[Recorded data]
- - - - - - -

#[derive(Debug, Clone, PartialEq, Eq, thiserror::Error)]
pub enum CacheError {
    #[error("cache backend unavailable: {0}")]
    Unavailable(String),
    #[error("corrupt cache entry for {key}: {message}")]
    Corrupt { key: String, message: String },
}

/// External key-value store for total-row counts.
///
/// The grid never relies on it for correctness: a failed lookup is a miss
/// and a failed store is ignored.
pub trait CountCache: Send + Sync {
    fn load(&self, key: &str) -> Result<Option<u64>, CacheError>;

    fn store(&self, key: &str, total: u64) -> Result<(), CacheError>;
}
pub mod cache;
pub mod sql;
pub mod sqlite;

- - - - - - -

*ACTIVITY*: Beginning of the records through the line with "store is ignored.": return that span exactly and stop there.

*RESPONSE BELOW*:
#[derive(Debug, Clone, PartialEq, Eq, thiserror::Error)]
pub enum CacheError {
    #[error("cache backend unavailable: {0}")]
    Unavailable(String),
    #[error("corrupt cache entry for {key}: {message}")]
    Corrupt { key: String, message: String },
}

/// External key-value store for total-row counts.
///
/// The grid never relies on it for correctness: a failed lookup is a miss
/// and a failed store is ignored.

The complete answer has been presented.